Con el correr de los meses las cosas cambiaron. La ruptura con la oposición más razonable, los insultos repetidos, la absurda agenda judicial, el vacunagate, la preocupación por el cambio de humor social, el cansancio, fueron transformando la relación entre el presidente y la sociedad. Pero nada fue tan dañino como el proceso de desgaste al que fue sometido por la vicepresidenta Cristina Fernández. Las sucesivas humillaciones públicas, el respaldo de ella a funcionarios de segunda línea que lo desautorizaban, como Sergio Berni, las cartas, los pedidos de renuncia a ministros, los gritos, los faltazos a actos clave, todo eso fue debilitando la autoridad presidencial.
El hombre que anunció las medidas en el anochecer del miércoles no parecía el mismo que condujo al país en los comienzos de la pandemia. Solo, en la oscuridad de los jardines de Olivos, leyó un mensaje breve, no respondió preguntas de nadie. En ese proceso hay responsabilidades compartidas. Él tendrá las suyas. Pero, ¿realmente alguien puede sostener que el Frente de Todos sostuvo la autoridad de su presidente en este año larguísimo y difícil?

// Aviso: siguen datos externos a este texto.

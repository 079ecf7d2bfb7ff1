//! # Scheduling Gate
//!
//! Decides whether a (location, provider) pair may sync right now, and
//! records how each run ended.
//!
//! ## Lifecycle of a gate row
//! ```text
//!                 log_error (failures < 5)
//!            ┌───────────────────────────────┐
//!            │                               ▼
//!     ┌─────────────┐               ┌─────────────────┐
//!     │   Allowed   │               │     Backoff     │  next_attempt_at > now
//!     │ failures: 0 │◄──────────────│  failures: 1..4 │
//!     └─────────────┘  log_success  └────────┬────────┘
//!            ▲                               │ log_error (failures >= 5)
//!            │                               ▼
//!            │                      ┌─────────────────┐
//!            └──────────────────────│     Paused      │  paused_until > now
//!                   log_success     └─────────────────┘
//! ```
//!
//! The gate is cooperative: `can_sync` followed by `start_sync` is not one
//! transaction. Two schedulers racing on the same pair may both start; the
//! consumption upsert is idempotent so the second run only rewrites the row.
//!
//! Reading the gate row never fails a sync. If the read errors the gate
//! answers `Allowed` and logs a warning.

use std::time::Duration;

use backoff::backoff::Backoff;
use backoff::ExponentialBackoff;
use chrono::{DateTime, Utc};
use tracing::{debug, info, warn};

use crate::config::GateSettings;
use crate::error::SyncResult;
use tally_core::gate::{ErrorAck, SuccessAck};
use tally_core::{GateDecision, PausePolicy};
use tally_db::{RunClose, SyncLogRepository};

/// Doublings before the interval is certainly capped; further steps are
/// no-ops.
const MAX_BACKOFF_STEPS: u32 = 32;

// =============================================================================
// Backoff Policy
// =============================================================================

/// Exponential, capped, jittered delay between failed runs.
#[derive(Debug, Clone, Copy, PartialEq)]
pub struct BackoffPolicy {
    /// Delay after the first failure.
    pub initial: Duration,
    /// Ceiling for any delay.
    pub max: Duration,
    /// Randomization factor in `[0, 1)`; `0.2` means ±20%.
    pub jitter: f64,
}

impl Default for BackoffPolicy {
    fn default() -> Self {
        BackoffPolicy {
            initial: Duration::from_secs(30),
            max: Duration::from_secs(30 * 60),
            jitter: 0.2,
        }
    }
}

impl BackoffPolicy {
    /// Delay to wait after the `failures`-th consecutive failure.
    ///
    /// Doubles per failure starting at `initial`, never exceeds `max`.
    pub fn delay_for(&self, failures: u32) -> Duration {
        let mut backoff = self.create_backoff();
        let mut delay = self.initial;
        for _ in 0..failures.clamp(1, MAX_BACKOFF_STEPS) {
            match backoff.next_backoff() {
                Some(next) => delay = next,
                None => break,
            }
        }
        delay.min(self.max)
    }

    fn create_backoff(&self) -> ExponentialBackoff {
        ExponentialBackoff {
            current_interval: self.initial,
            initial_interval: self.initial,
            randomization_factor: self.jitter,
            multiplier: 2.0,
            max_interval: self.max,
            max_elapsed_time: None,
            ..Default::default()
        }
    }
}

// =============================================================================
// Gate Service
// =============================================================================

/// The scheduling gate over the persisted run log.
#[derive(Debug, Clone)]
pub struct SyncGate {
    log: SyncLogRepository,
    backoff: BackoffPolicy,
    pause: PausePolicy,
}

impl SyncGate {
    /// Creates a gate with explicit policies.
    pub fn new(log: SyncLogRepository, backoff: BackoffPolicy, pause: PausePolicy) -> Self {
        SyncGate {
            log,
            backoff,
            pause,
        }
    }

    /// Creates a gate from the `[gate]` config section.
    pub fn from_settings(log: SyncLogRepository, settings: &GateSettings) -> Self {
        Self::new(log, settings.backoff_policy(), settings.pause_policy())
    }

    /// May this pair sync at `now`?
    ///
    /// Fail-open: a failed read is logged and treated as `Allowed`.
    pub async fn can_sync(
        &self,
        location_id: &str,
        provider: &str,
        now: DateTime<Utc>,
    ) -> GateDecision {
        let status = match self.log.get_status(location_id, provider).await {
            Ok(Some(status)) => status,
            Ok(None) => return GateDecision::Allowed,
            Err(e) => {
                warn!(
                    location_id,
                    provider,
                    error = %e,
                    "Gate read failed, allowing sync"
                );
                return GateDecision::Allowed;
            }
        };

        let decision = status.evaluate(now);
        match &decision {
            GateDecision::Allowed => {
                debug!(location_id, provider, failures = status.failures, "Gate open");
            }
            GateDecision::Blocked {
                reason, wait_ms, ..
            } => {
                info!(
                    location_id,
                    provider,
                    reason = %reason,
                    wait_ms,
                    failures = status.failures,
                    "Gate blocked sync"
                );
            }
        }
        decision
    }

    /// Opens a run. Returns its id.
    pub async fn start_sync(
        &self,
        location_id: &str,
        provider: &str,
        now: DateTime<Utc>,
    ) -> SyncResult<String> {
        let run = self.log.start_run(location_id, provider, now).await?;
        info!(location_id, provider, run_id = %run.run_id, "Sync run started");
        Ok(run.run_id)
    }

    /// Closes a run as successful and resets the pair's failure state.
    pub async fn log_success(
        &self,
        run_id: &str,
        count: i64,
        duration_ms: i64,
        now: DateTime<Utc>,
    ) -> SyncResult<SuccessAck> {
        let status = self
            .log
            .close_run(run_id, &RunClose::success(count, duration_ms), now, |current| {
                current.after_success(now)
            })
            .await?;

        info!(run_id, count, duration_ms, "Sync run succeeded");
        Ok(SuccessAck::from(&status))
    }

    /// Closes a run as failed and pushes the pair's next attempt out.
    pub async fn log_error(
        &self,
        run_id: &str,
        error: &str,
        duration_ms: i64,
        now: DateTime<Utc>,
    ) -> SyncResult<ErrorAck> {
        let backoff = self.backoff;
        let pause = self.pause;
        let status = self
            .log
            .close_run(run_id, &RunClose::error(error, duration_ms), now, |current| {
                let delay = backoff.delay_for(current.failures.saturating_add(1));
                current.after_failure(now, delay, &pause, error)
            })
            .await?;

        if status.paused_until.is_some() && status.failures >= self.pause.threshold {
            warn!(
                run_id,
                location_id = %status.location_id,
                provider = %status.provider,
                failures = status.failures,
                "Sync pair paused after repeated failures"
            );
        } else {
            warn!(run_id, failures = status.failures, error, "Sync run failed");
        }
        Ok(ErrorAck::from(&status))
    }
}

// =============================================================================
// Unit Tests
// =============================================================================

Así las cosas, no es difícil entender por qué a Fernández le cuesta imponer su criterio. Desde un lado, Horacio Rodríguez Larreta le discute en público la única medida significativa que anunció. Desde el otro, funcionarios claves de La Cámpora, como el ministro de Salud bonaerense, Daniel Gollan, y la titular del PAMI, Luana Volnovich, firman solicitadas con los dueños de las empresas de medicina prepaga, para pedirle -en público- que endurezca las medidas. Son códigos realmente extraños.
En el medio de una tragedia de dimensiones históricas, el Congreso aprueba por unanimidad una ley para repartir 60 mil millones de pesos entre personas que no son los que más los necesitan. Y el Gobierno se enreda en una pelea con las prepagas, que deriva en un conflicto con los trabajadores del sector: primero les ofrece 7 por ciento, luego nada, luego 3,5, y ahora, luego de 4 meses de desgaste, 10 por ciento. Y empiezan discusiones rarísimas sobre la fecha de elecciones. Y uno dice “imbéciles profundos”. Y otro llama a resistir medidas que no conoce. Y otro grita “mentes perversas”. Y otro barrabravas. Y otro dictador. Y otro dice que Macri debe ir preso. Y otro insulta al que dijo eso. Y otro amenaza a ese con “cagarlo a trompadas”. Y otro amenaza al anterior. Y así las cosas.
Un lugar común sostiene que los desafíos extremos sacan lo mejor y lo peor de las sociedades y de sus dirigentes. Lo mejor se pudo ver en aquellos conmovedores días del otoño del 2020. Tal vez la dirigencia pueda recorrer lo que pasó por entonces para encontrar un camino que se le escapó, justo en el momento en el que el virus ataca con más fuerza que nunca. O tal vez ya sea tarde.